TASK PROMPT
Please retype the data that follows, starting at the line containing "pub fn multiplier(&self)" and stopping after the last line.
########
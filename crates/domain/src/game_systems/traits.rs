//! Calculation traits for game-system-specific mechanics.

/// Calculation rules that vary per game system.
///
/// Implements the mathematical formulas specific to each ruleset. All
/// methods are total: out-of-range inputs are clamped, never rejected.
pub trait CalculationEngine: Send + Sync {
    /// Calculate ability modifier from score.
    ///
    /// For D&D-like systems: floor((score - 10) / 2)
    fn ability_modifier(&self, score: i32) -> i32;

    /// Calculate proficiency bonus from character level.
    ///
    /// For D&D 5e: floor((level - 1) / 4) + 2
    fn proficiency_bonus(&self, level: i32) -> i32;

    /// Bonus for a skill check given the governing ability's modifier.
    fn skill_modifier(
        &self,
        ability_modifier: i32,
        proficiency_bonus: i32,
        proficiency_level: ProficiencyLevel,
    ) -> i32 {
        ability_modifier + proficiency_bonus * proficiency_level.multiplier()
    }

    /// Bonus for a saving throw.
    fn saving_throw_modifier(
        &self,
        ability_modifier: i32,
        proficiency_bonus: i32,
        proficient: bool,
    ) -> i32 {
        if proficient {
            ability_modifier + proficiency_bonus
        } else {
            ability_modifier
        }
    }

    /// Passive score for a skill (e.g. passive Perception).
    fn passive_score(&self, skill_bonus: i32) -> i32 {
        10 + skill_bonus
    }

    /// Spell save DC for a casting ability modifier.
    fn spell_save_dc(&self, casting_modifier: i32, proficiency_bonus: i32) -> i32;

    /// Spell attack bonus for a casting ability modifier.
    fn spell_attack_bonus(&self, casting_modifier: i32, proficiency_bonus: i32) -> i32;

    /// XP needed to reach the level after `level`.
    fn experience_for_next_level(&self, level: i32) -> i64;
}

/// Proficiency level for skills.
#[derive(Debug, Clone, Copy, PartialEq, Eq)]
pub enum ProficiencyLevel {
    /// Not proficient
    None,
    /// Standard proficiency
    Proficient,
    /// Expertise (double proficiency)
    Expert,
}

impl ProficiencyLevel {
    /// Resolve the sheet's two checkboxes. Expertise wins over proficiency;
    /// the bonuses never stack.
    pub fn from_flags(proficient: bool, expertise: bool) -> Self {
        if expertise {
            ProficiencyLevel::Expert
        } else if proficient {
            ProficiencyLevel::Proficient
        } else {
            ProficiencyLevel::None
        }
    }

    /// Get the multiplier for this proficiency level.
    pub fn multiplier(&self) -> i32 {
        match self {
            ProficiencyLevel::None => 0,
            ProficiencyLevel::Proficient => 1,
            ProficiencyLevel::Expert => 2,
        }
    }
}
########
SOLUTION
    pub fn multiplier(&self) -> i32 {
        match self {
            ProficiencyLevel::None => 0,
            ProficiencyLevel::Proficient => 1,
            ProficiencyLevel::Expert => 2,
        }
    }
}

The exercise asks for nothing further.